Literatur- und kulturgeschichtliches Handbuch der Steiermark im 19. Jahrhundert online
Lexikon Joseph Ernst Tunner

"Mater dolorosa" von Joseph Ernst Tunner

"Mater dolorosa" des Nepomukaltars in der Grazer Barmherzigenkirche, 1860

© Margarete Payer, 2011

Impressum

Geb. 24. September 1792 in Obergraden bei Köflach (Steiermark), gest. 10. Oktober 1877 in Graz (Steiermark).
Historien- und Porträtmaler, Grafiker.

Joseph Ernst Tunner war der Sohn von Joseph Tunner, Besitzer des "Tunnerhammers", eines "Eisen-Berg-Schmelz- und Hammerwerks" in Obergraden bei Köflach (Steiermark). Er besuchte das Gymnasium und die Ständische Zeichnungsakademie in Graz, bevor er 1810 an die Akademie der bildenden Künste nach Wien ging, wo er sich mit Josef von Führich (1800–1876), Leopold Kupelwieser (1796–1862) und Wilhem August Rieder (1796–1880) anfreundete. Nach dem Tod seines Vaters musste er sich seinen Lebensunterhalt als Porträtmaler verdienen und kam dadurch nach Triest, Venedig, Florenz, Pisa und schließlich nach Rom, wo er mit zeitlichen Unterbrechungen 20 Jahre blieb. In Rom schloss er sich dem internationalen Nazarener-Künstlerkreis und Orden des Lukasbundes (1809 gegründet) um Friedrich Overbeck (1789–1869), Peter von Cornelius (1783–1867), Heinrich Hess (1798–1863) und Julius Schnorr von Carolsfeld (1794–1872) an.

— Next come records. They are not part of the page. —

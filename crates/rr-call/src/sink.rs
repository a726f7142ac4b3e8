//! Outbound status messages.

use async_trait::async_trait;
use rr_core::{ChannelId, StatusReport};
use thiserror::Error;

/// A PNG file sent alongside a status report.
#[derive(Debug, Clone, PartialEq, Eq)]
pub struct Attachment {
    pub filename: String,
    pub png: Vec<u8>,
}

/// Report text plus an optional timeline image.
#[derive(Debug, Clone, PartialEq, Eq)]
pub struct StatusMessage {
    pub report: StatusReport,
    pub attachment: Option<Attachment>,
}

impl StatusMessage {
    pub const fn text(report: StatusReport) -> Self {
        Self {
            report,
            attachment: None,
        }
    }
}

/// Identifies a published message so it can be edited later.
#[derive(Debug, Clone, PartialEq, Eq, Hash)]
pub struct MessageHandle {
    pub channel: ChannelId,
    pub message_id: String,
}

#[derive(Debug, Error)]
pub enum SinkError {
    #[error("no destination configured for channel {0}")]
    NoRoute(ChannelId),
    #[error("transport error: {0}")]
    Transport(String),
    #[error("request rejected with status {status}: {body}")]
    Rejected { status: u16, body: String },
    #[error("unexpected response: {0}")]
    InvalidResponse(String),
}

/// Where status messages are published.
#[async_trait]
pub trait NotificationSink: Send + Sync {
    /// Posts a new message to `target`.
    async fn publish(
        &self,
        target: ChannelId,
        message: StatusMessage,
    ) -> Result<MessageHandle, SinkError>;

    /// Replaces the content of a previously published message.
    async fn update(&self, handle: &MessageHandle, message: StatusMessage)
    -> Result<(), SinkError>;
}
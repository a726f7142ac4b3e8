//! Command-line argument definitions.

use std::path::PathBuf;

use clap::{Args, Parser, Subcommand};
use rr_core::{
    CategoryId, ChannelFormat, ChannelHierarchy, ChannelId, GuildId, HistoryDetail, Rule, Scope,
    UserFormat,
};

/// Voice call notifier.
///
/// Posts a status message when a voice call starts, keeps it current while
/// the call goes on, and replaces it with a summary and timeline when the
/// call ends.
#[derive(Debug, Parser)]
#[command(name = "ringring", version, about, long_about = None)]
pub struct Cli {
    /// Enable verbose output.
    #[arg(short, long, global = true)]
    pub verbose: bool,

    /// Path to config file.
    #[arg(short, long, global = true)]
    pub config: Option<PathBuf>,

    #[command(subcommand)]
    pub command: Option<Commands>,
}

/// Available subcommands.
#[derive(Debug, Subcommand)]
pub enum Commands {
    /// Show configuration and stored rule counts.
    Status,

    /// Manage notification rules.
    #[command(subcommand)]
    Rules(RulesAction),

    /// Render a timeline PNG from a JSON request.
    Render {
        /// Path to the render request.
        request: PathBuf,

        /// Where to write the PNG.
        #[arg(short, long)]
        output: PathBuf,

        /// Also post the image to this notification channel's webhook.
        #[arg(long)]
        post_to: Option<ChannelId>,
    },

    /// Replay a recorded voice-state script through the call tracker.
    Replay {
        /// Path to the replay script.
        script: PathBuf,

        /// Print status messages instead of posting them.
        #[arg(long)]
        dry_run: bool,

        /// Write each message's latest timeline image into this directory.
        #[arg(long, requires = "dry_run")]
        images: Option<PathBuf>,
    },
}

#[derive(Debug, Subcommand)]
pub enum RulesAction {
    /// Create or replace the rule for a guild, category or channel.
    Set {
        #[command(flatten)]
        target: RuleTarget,

        /// Disable tracking at this scope.
        #[arg(long)]
        disabled: bool,

        /// Text channel that receives status messages.
        #[arg(long)]
        notify: Option<ChannelId>,

        /// none, name, name_with_duration, name_with_duration_and_timeline.
        #[arg(long, default_value = "name_with_duration")]
        history: HistoryDetail,

        /// username, display, mention.
        #[arg(long, default_value = "display")]
        user_format: UserFormat,

        /// display, mention.
        #[arg(long, default_value = "display")]
        channel_format: ChannelFormat,
    },

    /// Delete the rule for a guild, category or channel.
    Remove {
        #[command(flatten)]
        target: RuleTarget,
    },

    /// List stored rules.
    List {
        /// Output as JSON.
        #[arg(long)]
        json: bool,
    },

    /// Show the rule that applies to a voice channel.
    Resolve {
        #[arg(long)]
        guild: GuildId,

        #[arg(long)]
        category: Option<CategoryId>,

        #[arg(long)]
        channel: ChannelId,
    },
}

#[derive(Debug, Clone, Copy, Args)]
pub struct RuleTarget {
    /// guild, category or channel.
    #[arg(long)]
    pub scope: Scope,

    /// ID of the guild, category or channel.
    #[arg(long)]
    pub id: u64,
}

impl RulesAction {
    /// The rule described by `rules set` flags.
    pub fn rule(&self) -> Option<Rule> {
        match self {
            Self::Set {
                disabled,
                notify,
                history,
                user_format,
                channel_format,
                ..
            } => Some(Rule {
                enabled: !disabled,
                notification_channel: *notify,
                history: *history,
                user_format: *user_format,
                channel_format: *channel_format,
            }),
            _ => None,
        }
    }

    pub const fn hierarchy(&self) -> Option<ChannelHierarchy> {
        match self {
            Self::Resolve {
                guild,
                category,
                channel,
            } => Some(ChannelHierarchy {
                guild: *guild,
                category: *category,
                channel: *channel,
            }),
            _ => None,
        }
    }
}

Von Papst Gregor XVI. gemeinsam mit dem französischen Maler Jean-Auguste-Dominique Ingres (1780–1867) in den Künstlerverein "Virtuosi im Panthenon" aufgenommen, legte er damals das Gelübde ab, seine Kunst ganz der Kirche weihen zu wollen. 1838 malte er für die Antoniuskirche in Triest das Altarbild des "Erlösers am Kreuz", das Aufsehen erregte und auch in der "Wiener Zeitschrift für Kunst und Theater" positiv rezensiert wurde.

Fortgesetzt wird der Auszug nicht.